__What you need to do__: Begin with the first line of the entries below. Copy each line exactly, stopping after the one that contains "let reason = if".

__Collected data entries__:

"""

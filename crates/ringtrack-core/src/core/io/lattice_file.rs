use crate::core::io::traits::AcceleratorFile;
use crate::core::models::accelerator::Accelerator;
use crate::core::models::element::Element;
use crate::core::models::lattice::Lattice;
use crate::core::status::Status;
use serde::{Deserialize, Serialize};
use std::io::{self, BufRead, Read, Write};
use thiserror::Error;

#[derive(Debug, Error)]
pub enum LatticeFileError {
    #[error("I/O error: {0}")]
    Io(#[from] io::Error),
    #[error("TOML parsing error: {0}")]
    Parse(#[from] toml::de::Error),
    #[error("TOML serialization error: {0}")]
    Serialize(#[from] toml::ser::Error),
    #[error("Invalid element #{index} ('{fam_name}'): {reason}")]
    InvalidElement {
        index: usize,
        fam_name: String,
        reason: String,
    },
}

impl LatticeFileError {
    pub fn status(&self) -> Status {
        match self {
            LatticeFileError::Io(e) if e.kind() == io::ErrorKind::NotFound => Status::FileNotFound,
            LatticeFileError::Io(_) => Status::FileNotOpened,
            _ => Status::FlatFileError,
        }
    }
}

fn default_harmonic_number() -> u32 {
    1
}

#[derive(Debug, Serialize, Deserialize)]
#[serde(rename_all = "kebab-case", deny_unknown_fields)]
struct AcceleratorSection {
    energy: f64,
    #[serde(default = "default_harmonic_number")]
    harmonic_number: u32,
    #[serde(default)]
    cavity_on: bool,
    #[serde(default)]
    radiation_on: bool,
    #[serde(default)]
    vchamber_on: bool,
}

#[derive(Debug, Serialize, Deserialize)]
#[serde(deny_unknown_fields)]
struct LatticeDocument {
    accelerator: AcceleratorSection,
    #[serde(default, rename = "element")]
    elements: Vec<Element>,
}

fn validate(elements: &[Element]) -> Result<(), LatticeFileError> {
    for (index, element) in elements.iter().enumerate() {
        let reason = if !(element.length >= 0.0) {
            Some(format!("length must be non-negative, got {}", element.length))
        } else if element.nr_steps == 0 {
            Some("nr-steps must be positive".to_string())
        } else {
            None
        };
        if let Some(reason) = reason {
            return Err(LatticeFileError::InvalidElement {
                index,
                fam_name: element.fam_name.clone(),
                reason,
            });
        }
    }
    Ok(())
}

/// TOML lattice description: an `[accelerator]` table followed by one
/// `[[element]]` table per element, in ring order.
///
/// ```toml
/// [accelerator]
/// energy = 3.0e9
/// harmonic-number = 864
/// cavity-on = true
///
/// [[element]]
/// fam-name = "QF"
/// length = 0.2
/// pass-method = "str_mpole_symplectic4_pass"
/// nr-steps = 10
/// polynom-b = [0.0, 2.5, 0.0]
/// ```
pub struct LatticeFile;

impl AcceleratorFile for LatticeFile {
    type Error = LatticeFileError;

    fn read_from(reader: &mut impl BufRead) -> Result<Accelerator, Self::Error> {
        let mut content = String::new();
        reader.read_to_string(&mut content)?;
        let document: LatticeDocument = toml::from_str(&content)?;
        validate(&document.elements)?;

        let section = document.accelerator;
        Ok(Accelerator {
            energy: section.energy,
            harmonic_number: section.harmonic_number,
            cavity_on: section.cavity_on,
            radiation_on: section.radiation_on,
            vchamber_on: section.vchamber_on,
            lattice: Lattice::from_elements(document.elements),
        })
    }

    fn write_to(accelerator: &Accelerator, writer: &mut impl Write) -> Result<(), Self::Error> {
        let document = LatticeDocument {
            accelerator: AcceleratorSection {
                energy: accelerator.energy,
                harmonic_number: accelerator.harmonic_number,
                cavity_on: accelerator.cavity_on,
                radiation_on: accelerator.radiation_on,
                vchamber_on: accelerator.vchamber_on,
            },
            elements: accelerator.lattice.elements().to_vec(),
        };
        let text = toml::to_string(&document)?;
        writer.write_all(text.as_bytes())?;
        Ok(())
    }
}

"""

__Task output__:
filename crates/ringtrack-core/src/core/io/lattice_file.rs
use crate::core::io::traits::AcceleratorFile;
use crate::core::models::accelerator::Accelerator;
use crate::core::models::element::Element;
use crate::core::models::lattice::Lattice;
use crate::core::status::Status;
use serde::{Deserialize, Serialize};
use std::io::{self, BufRead, Read, Write};
use thiserror::Error;

#[derive(Debug, Error)]
pub enum LatticeFileError {
    #[error("I/O error: {0}")]
    Io(#[from] io::Error),
    #[error("TOML parsing error: {0}")]
    Parse(#[from] toml::de::Error),
    #[error("TOML serialization error: {0}")]
    Serialize(#[from] toml::ser::Error),
    #[error("Invalid element #{index} ('{fam_name}'): {reason}")]
    InvalidElement {
        index: usize,
        fam_name: String,
        reason: String,
    },
}

impl LatticeFileError {
    pub fn status(&self) -> Status {
        match self {
            LatticeFileError::Io(e) if e.kind() == io::ErrorKind::NotFound => Status::FileNotFound,
            LatticeFileError::Io(_) => Status::FileNotOpened,
            _ => Status::FlatFileError,
        }
    }
}

fn default_harmonic_number() -> u32 {
    1
}

#[derive(Debug, Serialize, Deserialize)]
#[serde(rename_all = "kebab-case", deny_unknown_fields)]
struct AcceleratorSection {
    energy: f64,
    #[serde(default = "default_harmonic_number")]
    harmonic_number: u32,
    #[serde(default)]
    cavity_on: bool,
    #[serde(default)]
    radiation_on: bool,
    #[serde(default)]
    vchamber_on: bool,
}

#[derive(Debug, Serialize, Deserialize)]
#[serde(deny_unknown_fields)]
struct LatticeDocument {
    accelerator: AcceleratorSection,
    #[serde(default, rename = "element")]
    elements: Vec<Element>,
}

fn validate(elements: &[Element]) -> Result<(), LatticeFileError> {
    for (index, element) in elements.iter().enumerate() {
        let reason = if !(element.length >= 0.0) {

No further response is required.